Photosynthetic organisms take advantage of an abundance of nitrogen by storing it as arginine (whose side chain contains a nitrogen-rich guanidinium group), a reaction that is catalyzed by the dimeric protein N-acetylglutamate kinase (NAGK)—an enzyme that is, not surprisingly, subject to feedback inhibition by arginine. PII proteins are one of the central metabolic coordinators of carbon and nitrogen fluxes; this protein is a homotrimer and has been shown previously to regulate ammonia influx into cells by inserting its T loop into the cytoplasmic vestibule of the trimeric ammonia channel; too much of a good thing can be hazardous to one's acid/base equilibrium.

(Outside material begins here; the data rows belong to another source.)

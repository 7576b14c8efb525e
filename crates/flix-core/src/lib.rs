//! flix-core - Catalog overlay for Bahama Flix.
//!
//! A fixed [`BaseCatalog`] is combined with a persisted
//! [`ModificationLog`] to produce the effective catalog held by a
//! [`ContentStore`]. [`CatalogSync`] keeps stores in separate contexts
//! consistent with each other through the [`Persistence`] backend's change
//! events.

pub mod auth;
pub mod bus;
pub mod catalog;
pub mod error;
pub mod memory;
pub mod overlay;
pub mod query;
pub mod store;
pub mod sync;
pub mod traits;
pub mod types;

pub use auth::{Authenticator, CURRENT_USER_KEY, User};
pub use bus::{ChangeBus, ChangeNotice, ChangeOp};
pub use catalog::BaseCatalog;
pub use error::Error;
pub use memory::MemoryStorage;
pub use overlay::{MODIFICATIONS_KEY, ModificationLog, merge};
pub use query::{CatalogQuery, CatalogStats};
pub use store::{CatalogView, ContentStore};
pub use sync::CatalogSync;
pub use traits::{Persistence, StorageEvent, StorageEvents};
pub use types::{ContentDraft, ContentId, ContentKind, ContentPatch, ContentRecord, slugify};

/// Result type alias using the crate's Error type.
pub type Result<T> = std::result::Result<T, Error>;
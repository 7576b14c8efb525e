//! Error types for the catalog core.
//!
//! This module provides a unified error type with explicit variants for
//! storage, authentication and input validation failures.

use thiserror::Error;

/// The unified error type for catalog operations.
///
/// A malformed persisted modification log is never reported through this
/// type: the content store recovers from it locally and keeps serving the
/// base catalog.
#[derive(Debug, Error)]
pub enum Error {
    /// Persistence backend errors (unavailable, over quota, I/O).
    #[error("storage error: {0}")]
    Storage(#[from] StorageError),

    /// Authentication errors (bad credentials, missing admin rights).
    #[error("authentication error: {0}")]
    Auth(#[from] AuthError),

    /// Input validation errors (bad rating, empty title, bad catalog).
    #[error("invalid input: {0}")]
    InvalidInput(#[from] InvalidInputError),
}

/// Persistence backend errors.
///
/// These are recoverable: the caller of a mutation learns that the change
/// was not saved, while browsing the catalog keeps working.
#[derive(Debug, Error)]
pub enum StorageError {
    /// The backend cannot be reached or opened.
    #[error("storage unavailable: {message}")]
    Unavailable { message: String },

    /// Writing the value would exceed the backend's quota.
    #[error("quota exceeded writing '{key}': {needed} bytes needed, quota is {quota}")]
    QuotaExceeded {
        key: String,
        needed: usize,
        quota: usize,
    },

    /// Generic I/O failure.
    #[error("I/O error: {message}")]
    Io { message: String },
}

impl From<std::io::Error> for StorageError {
    fn from(err: std::io::Error) -> Self {
        StorageError::Io {
            message: err.to_string(),
        }
    }
}

impl From<std::io::Error> for Error {
    fn from(err: std::io::Error) -> Self {
        Error::Storage(StorageError::from(err))
    }
}

/// Authentication-related errors.
#[derive(Debug, Error)]
pub enum AuthError {
    /// Email/password pair not recognised.
    #[error("invalid credentials")]
    InvalidCredentials,

    /// The operation requires an administrator.
    #[error("administrator access required")]
    NotAdmin,
}

/// Input validation errors.
#[derive(Debug, Error)]
pub enum InvalidInputError {
    /// Title is empty or whitespace.
    #[error("title cannot be empty")]
    Title,

    /// Rating outside the 0 to 5 range.
    #[error("rating {value} is outside 0..=5")]
    Rating { value: f64 },

    /// Series must have at least one season.
    #[error("seasons must be at least 1")]
    Seasons,

    /// The base catalog could not be loaded.
    #[error("invalid catalog: {reason}")]
    Catalog { reason: String },

    /// Generic invalid input.
    #[error("invalid input: {message}")]
    Other { message: String },
}

impl From<serde_json::Error> for InvalidInputError {
    fn from(err: serde_json::Error) -> Self {
        InvalidInputError::Other {
            message: err.to_string(),
        }
    }
}

impl From<serde_json::Error> for Error {
    fn from(err: serde_json::Error) -> Self {
        Error::InvalidInput(InvalidInputError::from(err))
    }
}

#[cfg(test)]
mod tests {
    use super::*;

    #[test]
    fn quota_error_message_names_key() {
        let err: Error = StorageError::QuotaExceeded {
            key: "contentModifications".to_string(),
            needed: 120,
            quota: 64,
        }
        .into();
        let msg = err.to_string();
        assert!(msg.starts_with("storage error"));
        assert!(msg.contains("contentModifications"));
    }

    #[test]
    fn io_errors_become_storage_errors() {
        let io = std::io::Error::new(std::io::ErrorKind::PermissionDenied, "denied");
        let err = Error::from(io);
        assert!(matches!(err, Error::Storage(StorageError::Io { .. })));
    }
}
//! Core traits for the store's collaborators.

mod persistence;

pub use persistence::{Persistence, StorageEvent, StorageEvents};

Llácer et al. describe structural and biochemical studies of the interaction between PII and NAGK in the cyanobacterium Synechococcus. They show that a hexameric ring (a trimer of dimers) of NAGK is sandwiched by a pair of PII trimers, so that each of the six PII subunits makes a reversible contact covering about 600 Å2 with a single NAGK subunit. Each NAGK dimer is oriented at an angle to the plane of the ring, as in the blades of a propeller, and the binding of PII increases the angle slightly. The arginine-binding sites are located at the interdimer surfaces, and tilting the dimers and altering the interdimer contacts reduces the binding affinity for arginine by 15-fold. Unlike its direct inhibition of the ammonia channel, the effect of PII binding on NAGK, though also mediated in large part by the T loop, is entirely indirect and distant from both the catalytic and allosteric sites.— GJC

Proc. Natl. Acad. Sci. U.S.A. 104, 17644 (2007).